Según un análisis detallado del portal especializado Parte de Pesca, este escenario ubica a la actividad en una posición extremadamente compleja. Los operadores de comercio exterior advierten que, al no ser formadores de precios en el mercado internacional, los exportadores locales deben absorber internamente los aumentos, lo que deriva en una pérdida progresiva de competitividad frente a otros mercados globales.

La brecha entre la abundancia biológica y el negocio

Es paradójico que, mientras la economía aprieta, el recurso marino responde favorablemente. El modelo de Cuotas Individuales Transferibles de Captura (CITC) ha garantizado la estabilidad de especies clave:

  • Merluza Hubbsi: Con una gestión que aporta previsibilidad tras años de crisis.
  • Langostino: Estabilizado en torno a las 200.000 toneladas anuales, con miras a un Plan de Manejo Integral.
  • Calamar Illex: Tras un 2025 histórico, el 2026 inició con fuerza, aunque ha mostrado signos de declive recientes.

Sin embargo, como bien señala la información relevada por Parte de Pesca, la salud de la biomasa no se traduce automáticamente en salud financiera. El reciente incremento en los combustibles —impulsado por conflictos geopolíticos en Medio Oriente— ha dejado a embarcaciones costeras, especialmente en Mar del Plata, al borde de la inactividad por la imposibilidad de cubrir los costos operativos mínimos.

Presión fiscal: Una promesa que se desvanece

El agobio del sector no solo proviene de la macroeconomía, sino también de la carga tributaria. Los Derechos de Exportación (DEx) se mantienen sin cambios significativos a pesar de las promesas de alivio fiscal.

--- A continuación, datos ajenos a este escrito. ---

//! Subtitle synchronization run.
//!
//! Fingerprints a new release, finds every stored section in it and merges
//! the matched sections' subtitles into one script timed against the release.

use std::fs;
use std::path::{Path, PathBuf};

use super::errors::{PipelineError, PipelineResult};
use crate::config::Settings;
use crate::fingerprint::{estimate_delays, Fingerprint, FingerprintSource, MatchConfig, MatchResult};
use crate::store::{self, SyncRecord};
use crate::subtitles::{self, merge_tracks, MatchedTrack, StyleIdGenerator};

/// Input of [`synchronize`].
#[derive(Debug, Clone)]
pub struct SyncRequest {
    /// Release to time the subtitle against.
    pub source: PathBuf,
    /// Directory of stored sync sections.
    pub sync_dir: PathBuf,
    /// Output `.ass` file, or a directory to create a uniquely named one in.
    pub target: PathBuf,
}

/// A stored section found in the release.
#[derive(Debug, Clone)]
pub struct TrackMatch {
    pub id: String,
    pub subtitle_path: PathBuf,
    pub result: MatchResult,
}

/// Result of a synchronization run.
#[derive(Debug, Clone)]
pub enum SyncOutcome {
    /// No stored section matched confidently. Nothing was written.
    NoMatch,
    Synced {
        subtitle: PathBuf,
        /// Attachments of the matched sections; copying or muxing them is up
        /// to the caller.
        attachments: Vec<PathBuf>,
        matches: Vec<TrackMatch>,
    },
}

/// Time the stored sections' subtitles against `request.source`.
pub fn synchronize(
    request: &SyncRequest,
    fingerprinter: &dyn FingerprintSource,
    settings: &Settings,
    ids: &mut dyn StyleIdGenerator,
) -> PipelineResult<SyncOutcome> {
    let (haystack, records) = rayon::join(
        || fingerprinter.fingerprint_file(&request.source),
        || store::load_sync_records(&request.sync_dir),
    );
    let haystack = haystack?;
    let records = records?;
    tracing::debug!(
        "Haystack has {} fingerprints, {} stored sections",
        haystack.len(),
        records.len()
    );

    let needles: Vec<&[Fingerprint]> =
        records.iter().map(|r| r.fingerprints.as_slice()).collect();
    let config = MatchConfig::from(&settings.matching);
    let timing_factor = fingerprinter.timing_factor();
    let matched = estimate_delays(&haystack, &needles, timing_factor, &config);

    if matched.is_empty() {
        tracing::info!("No stored section matched {}", request.source.display());
        return Ok(SyncOutcome::NoMatch);
    }

    let mut tracks = Vec::with_capacity(matched.len());
    let mut matches = Vec::with_capacity(matched.len());
    for (index, result) in matched {
        let SyncRecord {
            id,
            subtitle_path,
            attachments,
            ..
        } = &records[index];

        tracing::info!(
            "{} from {:.3} to {:.3} got {} matches in {:.3} with deviation {:.1}",
            id,
            result.from,
            result.to,
            result.match_count,
            result.delay,
            result.deviation
        );

        tracks.push(MatchedTrack {
            result: result.clone(),
            document: subtitles::parse_file(subtitle_path)?,
            attachments: attachments.clone(),
        });
        matches.push(TrackMatch {
            id: id.clone(),
            subtitle_path: subtitle_path.clone(),
            result,
        });
    }

    let merged = merge_tracks(tracks, ids)?;
    let subtitle = output_path(&request.target)?;
    subtitles::write_file(&merged.document, &subtitle)?;
    tracing::info!("Wrote {}", subtitle.display());

    Ok(SyncOutcome::Synced {
        subtitle,
        attachments: merged.attachments,
        matches,
    })
}

/// `target` itself when it names an `.ass` file, otherwise a fresh
/// `<random>.synced.ass` inside the `target` directory.
fn output_path(target: &Path) -> PipelineResult<PathBuf> {
    let is_ass = target
        .extension()
        .is_some_and(|ext| ext.eq_ignore_ascii_case("ass"));

    let (dir, path) = if is_ass {
        let dir = target.parent().unwrap_or(Path::new("")).to_path_buf();
        (dir, target.to_path_buf())
    } else {
        let name = format!("{}.synced.ass", uuid::Uuid::new_v4().simple());
        (target.to_path_buf(), target.join(name))
    };

    if !dir.as_os_str().is_empty() {
        fs::create_dir_all(&dir).map_err(|e| PipelineError::io(&dir, e))?;
    }
    Ok(path)
}
//! Media information types.

use serde::{Deserialize, Serialize};

/// What the generation pipeline needs to know about a source.
#[derive(Debug, Clone, Copy, PartialEq, Serialize, Deserialize)]
pub struct MediaInfo {
    /// Container duration in seconds.
    pub duration_secs: f64,
    /// Whether a real video stream (not cover art) is present.
    pub has_video: bool,
}

/// Video encoder parameters for re-encoded cuts.
#[derive(Debug, Clone, PartialEq)]
pub struct EncodeSettings {
    /// x264 preset.
    pub preset: String,
    /// x264 constant rate factor.
    pub crf: u32,
    /// Output height; width follows the aspect ratio.
    pub height: u32,
}

impl Default for EncodeSettings {
    fn default() -> Self {
        Self {
            preset: "ultrafast".to_string(),
            crf: 28,
            height: 480,
        }
    }
}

La incertidumbre se profundizó tras las recientes declaraciones de las autoridades de la Secretaría de Agricultura, Ganadería y Pesca. En ámbitos empresariales, cayó como un balde de agua fría la posibilidad de que la eliminación de retenciones (las esperadas «retenciones cero») se postergue hacia el final de un hipotético segundo mandato del actual gobierno.

Esta falta de prioridad en la agenda oficial deja a la pesca argentina navegando en aguas turbulentas, donde el éxito en las capturas ya no es garantía suficiente para sostener la viabilidad económica de la flota.